In the last year plus Salesforce.com acquired RelateIQ and LinkedIn bought out Fliptop, making meaningful progress in this space. But how will they implement predictive analytics solutions within their larger B2B cloud ecosystems? What approaches will even bigger enterprise software players—Microsoft, Oracle, SAP—and others take? Make, buy or partner? Industry analysts cannot answer definitively yet.
“Predictive analytics firms largely position themselves as platform and infrastructure rather than standalone applications,” says Kerry Cunningham, research director, demand creation strategies, SiriusDecisions, global B2B research and advisory firm. “There may be standalone applications, but the future probably lies in embedding predictive within other applications, such as CRM, marketing automation, web content management and programmatic ad buying.”
Not to say that CRM, marketing automation or other app makers will buy or build predictive applications, according to Cunningham. However, predictive technologies and the data science within them are probably more complex than the functions within which they would embed, Cunningham says.
“Simply building your own or buying your own to embed may not be the answer,” he says. “Plugging those systems into a predictive backbone or adding a predictive engine as a layer in the stack may be another way to think about it.”
“Every software company will have to think about predictive analytics,” says Jamie Grenney, vice president, marketing, Infer, who helps B2B companies predict which prospects become customers. “If you don’t have it you’ll need it.”
The way Grenney sees it? Salesforce and LinkedIn have taken the lowest common denominator approach to predictive analytics. In their models, it’s the easy way to predictive with sales automation, basically boiling down to whom to call next.
“We have a different model than others,” he says. “We’re connecting marketing automation with predictive.” Infer tries to predict who is how likely to buy and when, if ever, filtering out bad leads and surfacing good leads, Grenney says.
Integrated vs. standalone predictive solutions
While every B2B company may have to think about integrated predictive analytics, not everybody will make the same decision in the end. Right now, many companies build standalone platforms but use cases are always tightly coupled with other products.
“Predictive solutions will eventually be less of a standalone platform and more of an integration with products from within,” says Jason Maynard, director, data and analytics, Zendesk, cloud provider of customer service software. “This will be accelerated by companies like Amazon AWS and Google Services building (machine learning predictive) components into their developer platforms.”
In addition, these companies have an advantage because it’s more likely that machine learning predictive applications will be developed and tuned for specific utilizations with open source libraries and techniques, commoditizing the whole space, according to Maynard.
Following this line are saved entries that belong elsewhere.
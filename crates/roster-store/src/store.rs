//! Connection management and read queries.

use std::path::Path;
use std::time::Duration;

use rusqlite::{Connection, OptionalExtension, Row, TransactionBehavior, params};
use tracing::debug;

use roster_model::TenantId;

use crate::error::{Result, StoreError};
use crate::schema::SCHEMA;
use crate::tx::StoreTx;
use crate::types::{EntityCounts, StoredClassroom, StoredGuardian, StoredStudent};

/// How long a writer waits for another connection's lock before failing.
pub const DEFAULT_BUSY_TIMEOUT: Duration = Duration::from_secs(5);

const STUDENT_COLUMNS: &str = "id, external_id, first_name, last_name, grade, pronouns, pronouns_derived, iep, ell, medical, school_id";

/// A roster database. Each import owns one store (one connection).
#[derive(Debug)]
pub struct RosterStore {
    conn: Connection,
}

impl RosterStore {
    /// Opens or creates a database file.
    pub fn open(path: &Path) -> Result<Self> {
        let conn = Connection::open(path).map_err(|source| StoreError::Open {
            path: path.to_path_buf(),
            source,
        })?;
        conn.busy_timeout(DEFAULT_BUSY_TIMEOUT)
            .map_err(|source| StoreError::Schema { source })?;
        // WAL lets readers proceed while another import holds the write lock.
        let mode: String = conn
            .pragma_update_and_check(None, "journal_mode", "WAL", |row| row.get(0))
            .map_err(|source| StoreError::Schema { source })?;
        debug!(path = %path.display(), journal_mode = %mode, "opened database");
        Self::init(conn)
    }

    /// Opens a private in-memory database.
    pub fn open_in_memory() -> Result<Self> {
        let conn = Connection::open_in_memory().map_err(|source| StoreError::Open {
            path: ":memory:".into(),
            source,
        })?;
        Self::init(conn)
    }

    fn init(conn: Connection) -> Result<Self> {
        conn.busy_timeout(DEFAULT_BUSY_TIMEOUT)
            .map_err(|source| StoreError::Schema { source })?;
        conn.execute_batch("PRAGMA foreign_keys = ON;")
            .map_err(|source| StoreError::Schema { source })?;
        conn.execute_batch(SCHEMA)
            .map_err(|source| StoreError::Schema { source })?;
        Ok(Self { conn })
    }

    /// Starts an `IMMEDIATE` transaction: the write lock is taken up front,
    /// so natural-key lookups and inserts inside it cannot interleave with
    /// another writer. Dropping the transaction without committing rolls it
    /// back.
    pub fn begin(&mut self) -> Result<StoreTx<'_>> {
        let tx = self
            .conn
            .transaction_with_behavior(TransactionBehavior::Immediate)
            .map_err(StoreError::op("begin transaction"))?;
        Ok(StoreTx::new(tx))
    }

    /// Raw connection, for maintenance and tests.
    pub fn connection(&self) -> &Connection {
        &self.conn
    }

    /// Row counts of every entity table for one tenant.
    pub fn counts(&self, tenant: &TenantId) -> Result<EntityCounts> {
        let count = |table: &str| -> Result<u64> {
            let n: i64 = self
                .conn
                .query_row(
                    &format!("SELECT COUNT(*) FROM {table} WHERE tenant_id = ?1"),
                    params![tenant.as_str()],
                    |row| row.get(0),
                )
                .map_err(StoreError::op("count rows"))?;
            Ok(u64::try_from(n).unwrap_or_default())
        };
        Ok(EntityCounts {
            schools: count("schools")?,
            students: count("students")?,
            guardians: count("guardians")?,
            links: count("student_guardians")?,
            classrooms: count("classrooms")?,
            enrollments: count("enrollments")?,
        })
    }

    /// All students of a tenant, in insertion order.
    pub fn students(&self, tenant: &TenantId) -> Result<Vec<StoredStudent>> {
        let mut stmt = self
            .conn
            .prepare(&format!(
                "SELECT {STUDENT_COLUMNS} FROM students WHERE tenant_id = ?1 ORDER BY rowid"
            ))
            .map_err(StoreError::op("list students"))?;
        let rows = stmt
            .query_map(params![tenant.as_str()], student_from_row)
            .map_err(StoreError::op("list students"))?;
        rows.collect::<rusqlite::Result<Vec<_>>>()
            .map_err(StoreError::op("list students"))
    }

    pub fn find_student(&self, tenant: &TenantId, external_id: &str) -> Result<Option<StoredStudent>> {
        self.conn
            .query_row(
                &format!(
                    "SELECT {STUDENT_COLUMNS} FROM students WHERE tenant_id = ?1 AND external_id = ?2"
                ),
                params![tenant.as_str(), external_id],
                student_from_row,
            )
            .optional()
            .map_err(StoreError::op("find student"))
    }

    pub fn find_guardian(&self, tenant: &TenantId, dedupe_key: &str) -> Result<Option<StoredGuardian>> {
        self.conn
            .query_row(
                "SELECT id, dedupe_key, name, email, phone FROM guardians
                 WHERE tenant_id = ?1 AND dedupe_key = ?2",
                params![tenant.as_str(), dedupe_key],
                |row| {
                    Ok(StoredGuardian {
                        id: row.get(0)?,
                        dedupe_key: row.get(1)?,
                        name: row.get(2)?,
                        email: row.get(3)?,
                        phone: row.get(4)?,
                    })
                },
            )
            .optional()
            .map_err(StoreError::op("find guardian"))
    }

    /// Guardians linked to a student, with the link's relationship label.
    pub fn guardians_of(
        &self,
        tenant: &TenantId,
        student_id: &str,
    ) -> Result<Vec<(StoredGuardian, Option<String>)>> {
        let mut stmt = self
            .conn
            .prepare(
                "SELECT g.id, g.dedupe_key, g.name, g.email, g.phone, l.relationship
                 FROM student_guardians l JOIN guardians g ON g.id = l.guardian_id
                 WHERE l.tenant_id = ?1 AND l.student_id = ?2
                 ORDER BY l.rowid",
            )
            .map_err(StoreError::op("list guardians"))?;
        let rows = stmt
            .query_map(params![tenant.as_str(), student_id], |row| {
                Ok((
                    StoredGuardian {
                        id: row.get(0)?,
                        dedupe_key: row.get(1)?,
                        name: row.get(2)?,
                        email: row.get(3)?,
                        phone: row.get(4)?,
                    },
                    row.get(5)?,
                ))
            })
            .map_err(StoreError::op("list guardians"))?;
        rows.collect::<rusqlite::Result<Vec<_>>>()
            .map_err(StoreError::op("list guardians"))
    }

    pub fn find_classroom(&self, tenant: &TenantId, name: &str) -> Result<Option<StoredClassroom>> {
        self.conn
            .query_row(
                "SELECT id, name, grade, school_id FROM classrooms WHERE tenant_id = ?1 AND name = ?2",
                params![tenant.as_str(), name],
                |row| {
                    Ok(StoredClassroom {
                        id: row.get(0)?,
                        name: row.get(1)?,
                        grade: row.get(2)?,
                        school_id: row.get(3)?,
                    })
                },
            )
            .optional()
            .map_err(StoreError::op("find classroom"))
    }
}

fn student_from_row(row: &Row<'_>) -> rusqlite::Result<StoredStudent> {
    Ok(StoredStudent {
        id: row.get(0)?,
        external_id: row.get(1)?,
        first: row.get(2)?,
        last: row.get(3)?,
        grade: row.get(4)?,
        pronouns: row.get(5)?,
        pronouns_derived: row.get(6)?,
        iep: row.get(7)?,
        ell: row.get(8)?,
        medical: row.get(9)?,
        school_id: row.get(10)?,
    })
}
Other platforms pursuing this strategy include Microsoft Azure.
However, not everyone believes that predictive analytics will become a commodity. Leaders in standalone predictive analytics see it differently, including Tal Segalov, co-founder and CTO, Mintigo, provider of a predictive marketing platform for accelerated revenue generation.
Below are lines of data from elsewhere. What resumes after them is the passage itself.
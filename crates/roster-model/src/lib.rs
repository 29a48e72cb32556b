#![deny(unsafe_code)]

//! Shared data model for roster import.
//!
//! The types here are passed between the reader, the column mapper, the row
//! normalizer and the commit engine. None of them touch storage.

pub mod error;
pub mod field;
pub mod mapping;
pub mod record;
pub mod table;

pub use error::{MappingError, Result, TableError};
pub use field::{GuardianSlot, TargetField, ValueKind};
pub use mapping::ColumnMapping;
pub use record::{
    Gender, GuardianKey, NormalizedGuardian, NormalizedRow, NormalizedStudent, TenantId,
};
pub use table::{SourceRow, SourceTable};
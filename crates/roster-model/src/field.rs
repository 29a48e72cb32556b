//! The fixed set of semantic fields a roster import can fill.
//!
//! Identifiers are the camelCase names used in mapping files
//! (`first`, `studentExternalId`, `guardian2Phone`, ...).

use serde::{Deserialize, Serialize};
use std::fmt;
use std::str::FromStr;

use crate::error::MappingError;

/// Declared value kind of a target field.
#[derive(Debug, Clone, Copy, PartialEq, Eq, Hash, Serialize, Deserialize)]
#[serde(rename_all = "snake_case")]
pub enum ValueKind {
    /// Free text, trimmed.
    Text,
    /// Yes/no flag.
    Boolean,
    /// Gender token, canonicalized where recognized.
    Gender,
    /// Opaque identifier used as a natural key.
    Identifier,
}

/// Which guardian a guardian field belongs to.
#[derive(Debug, Clone, Copy, PartialEq, Eq, PartialOrd, Ord, Hash, Serialize, Deserialize)]
#[serde(rename_all = "snake_case")]
pub enum GuardianSlot {
    First,
    Second,
}

impl GuardianSlot {
    /// 1-based slot number.
    pub fn number(self) -> u8 {
        match self {
            GuardianSlot::First => 1,
            GuardianSlot::Second => 2,
        }
    }
}

/// A semantic target field of the roster import.
///
/// Declaration order is the catalog order; it drives deterministic iteration
/// everywhere a mapping or proposal is printed.
#[derive(
    Debug, Clone, Copy, PartialEq, Eq, PartialOrd, Ord, Hash, Serialize, Deserialize,
)]
#[serde(rename_all = "camelCase")]
pub enum TargetField {
    First,
    Last,
    StudentExternalId,
    Grade,
    StudentEmail,
    Gender,
    Pronouns,
    Iep,
    Ell,
    Medical,
    School,
    Classroom,
    Guardian1Name,
    Guardian1Email,
    Guardian1Phone,
    Guardian1Relationship,
    Guardian2Name,
    Guardian2Email,
    Guardian2Phone,
    Guardian2Relationship,
}

impl TargetField {
    /// Every field, in catalog order.
    pub const ALL: [TargetField; 20] = [
        TargetField::First,
        TargetField::Last,
        TargetField::StudentExternalId,
        TargetField::Grade,
        TargetField::StudentEmail,
        TargetField::Gender,
        TargetField::Pronouns,
        TargetField::Iep,
        TargetField::Ell,
        TargetField::Medical,
        TargetField::School,
        TargetField::Classroom,
        TargetField::Guardian1Name,
        TargetField::Guardian1Email,
        TargetField::Guardian1Phone,
        TargetField::Guardian1Relationship,
        TargetField::Guardian2Name,
        TargetField::Guardian2Email,
        TargetField::Guardian2Phone,
        TargetField::Guardian2Relationship,
    ];

    /// Identifier as used in mapping files.
    pub fn as_str(&self) -> &'static str {
        match self {
            TargetField::First => "first",
            TargetField::Last => "last",
            TargetField::StudentExternalId => "studentExternalId",
            TargetField::Grade => "grade",
            TargetField::StudentEmail => "studentEmail",
            TargetField::Gender => "gender",
            TargetField::Pronouns => "pronouns",
            TargetField::Iep => "iep",
            TargetField::Ell => "ell",
            TargetField::Medical => "medical",
            TargetField::School => "school",
            TargetField::Classroom => "classroom",
            TargetField::Guardian1Name => "guardian1Name",
            TargetField::Guardian1Email => "guardian1Email",
            TargetField::Guardian1Phone => "guardian1Phone",
            TargetField::Guardian1Relationship => "guardian1Relationship",
            TargetField::Guardian2Name => "guardian2Name",
            TargetField::Guardian2Email => "guardian2Email",
            TargetField::Guardian2Phone => "guardian2Phone",
            TargetField::Guardian2Relationship => "guardian2Relationship",
        }
    }

    /// Human-readable label for review screens.
    pub fn label(&self) -> &'static str {
        match self {
            TargetField::First => "First name",
            TargetField::Last => "Last name",
            TargetField::StudentExternalId => "Student ID",
            TargetField::Grade => "Grade",
            TargetField::StudentEmail => "Student email",
            TargetField::Gender => "Gender",
            TargetField::Pronouns => "Pronouns",
            TargetField::Iep => "IEP",
            TargetField::Ell => "ELL",
            TargetField::Medical => "Medical",
            TargetField::School => "School",
            TargetField::Classroom => "Classroom",
            TargetField::Guardian1Name => "Guardian 1 name",
            TargetField::Guardian1Email => "Guardian 1 email",
            TargetField::Guardian1Phone => "Guardian 1 phone",
            TargetField::Guardian1Relationship => "Guardian 1 relationship",
            TargetField::Guardian2Name => "Guardian 2 name",
            TargetField::Guardian2Email => "Guardian 2 email",
            TargetField::Guardian2Phone => "Guardian 2 phone",
            TargetField::Guardian2Relationship => "Guardian 2 relationship",
        }
    }

    pub fn kind(&self) -> ValueKind {
        match self {
            TargetField::Iep | TargetField::Ell | TargetField::Medical => ValueKind::Boolean,
            TargetField::Gender => ValueKind::Gender,
            TargetField::StudentExternalId => ValueKind::Identifier,
            _ => ValueKind::Text,
        }
    }

    /// First and last name must be present for a row to be imported.
    pub fn is_required(&self) -> bool {
        matches!(self, TargetField::First | TargetField::Last)
    }

    /// The guardian this field describes, if it is a guardian field.
    pub fn guardian_slot(&self) -> Option<GuardianSlot> {
        match self {
            TargetField::Guardian1Name
            | TargetField::Guardian1Email
            | TargetField::Guardian1Phone
            | TargetField::Guardian1Relationship => Some(GuardianSlot::First),
            TargetField::Guardian2Name
            | TargetField::Guardian2Email
            | TargetField::Guardian2Phone
            | TargetField::Guardian2Relationship => Some(GuardianSlot::Second),
            _ => None,
        }
    }

    /// True for fields that describe the student rather than a guardian,
    /// school or classroom.
    pub fn is_student_field(&self) -> bool {
        self.guardian_slot().is_none()
            && !matches!(self, TargetField::School | TargetField::Classroom)
    }

    /// The name/email/phone/relationship fields of one guardian slot.
    pub fn guardian_fields(slot: GuardianSlot) -> [TargetField; 4] {
        match slot {
            GuardianSlot::First => [
                TargetField::Guardian1Name,
                TargetField::Guardian1Email,
                TargetField::Guardian1Phone,
                TargetField::Guardian1Relationship,
            ],
            GuardianSlot::Second => [
                TargetField::Guardian2Name,
                TargetField::Guardian2Email,
                TargetField::Guardian2Phone,
                TargetField::Guardian2Relationship,
            ],
        }
    }
}

impl fmt::Display for TargetField {
    fn fmt(&self, f: &mut fmt::Formatter<'_>) -> fmt::Result {
        f.write_str(self.as_str())
    }
}

impl FromStr for TargetField {
    type Err = MappingError;

    fn from_str(s: &str) -> Result<Self, Self::Err> {
        let trimmed = s.trim();
        TargetField::ALL
            .into_iter()
            .find(|field| field.as_str().eq_ignore_ascii_case(trimmed))
            .ok_or_else(|| MappingError::UnknownField(trimmed.to_string()))
    }
}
“…predictive analytics are not a standalone tool that is commoditized to the point where you don’t need to know much to use it,” he says. “It is not a panacea you put in and just forget about. What we are seeing in the big data world is that there are a few vectors in action.”
He goes on to say that predictive analytics are specific to particular domains, need strong data beyond email addresses in reference to customer companies, will provide more value to business leaders—sales, marketing, operations—than data scientists and must have wide availability.
“Predictive analytics will not become a general-purpose solution—a solution seeking problems—but rather a set of multiple solutions geared (to) and answering specific problems,” Segalov says. “We will see it more and more in every aspect of what we do, from marketing and selling to manufacturing, education and healthcare.”
Customer experience, cloud software and legacy vendors
An emerging category where predictive analytics finds a foothold comes by way of customer experience (CX) software. With the availability of customer big data, predictive analytics has become an important component of many cloud applications, including CX management software, according to Mark Magee, vice president, product management, MaritzCX, provider of customer experience software and services.
Traditional tech powerhouses have also seen this trend. But not without raising suspicions of their motives from native SaaS, pure-play predictive providers.
“We are seeing legacy vendors (e.g., SAP and Oracle) attempt to cloud wash their products or force-fit them (e.g., SAS for IoT) into existing application environments,” says Simon Arkell, CEO, Predixion Software, a predictive analytics platform vendor. “This is not the first time we have seen this approach, and it creates solutions that are very complex and expensive.”
Magee has also witnessed this trend. “Google is backing startup Automatic Statistician, and IBM backed the Watson project that promises a computer that can read natural language and generate a hypothesis. At MaritzCX, we created Spotlight data mining for simple, automatic analysis of customer experience data.”
For CX data analysts, that means not manually linking data and exporting it to an external tool for statistical processing to create visualizations for decision makers, according to Magee.
Visualizing the future of predictive analytics
Speaking of visualization of predictive analytics, that’s where the future lies, according to visionaries in the space. They will be leveraged by big data fans and lean data advocates alike, some say.
Predictive analytic tools and features will be a basic component of software releases, with key automated algorithms and visual reporting as standard features, says Pamela Veraart, senior vice president/group head, analytic practice, C2G Consulting. “Added-value features, driven by the depth of big data available, will factor into the type of predictions, insights and reports available.”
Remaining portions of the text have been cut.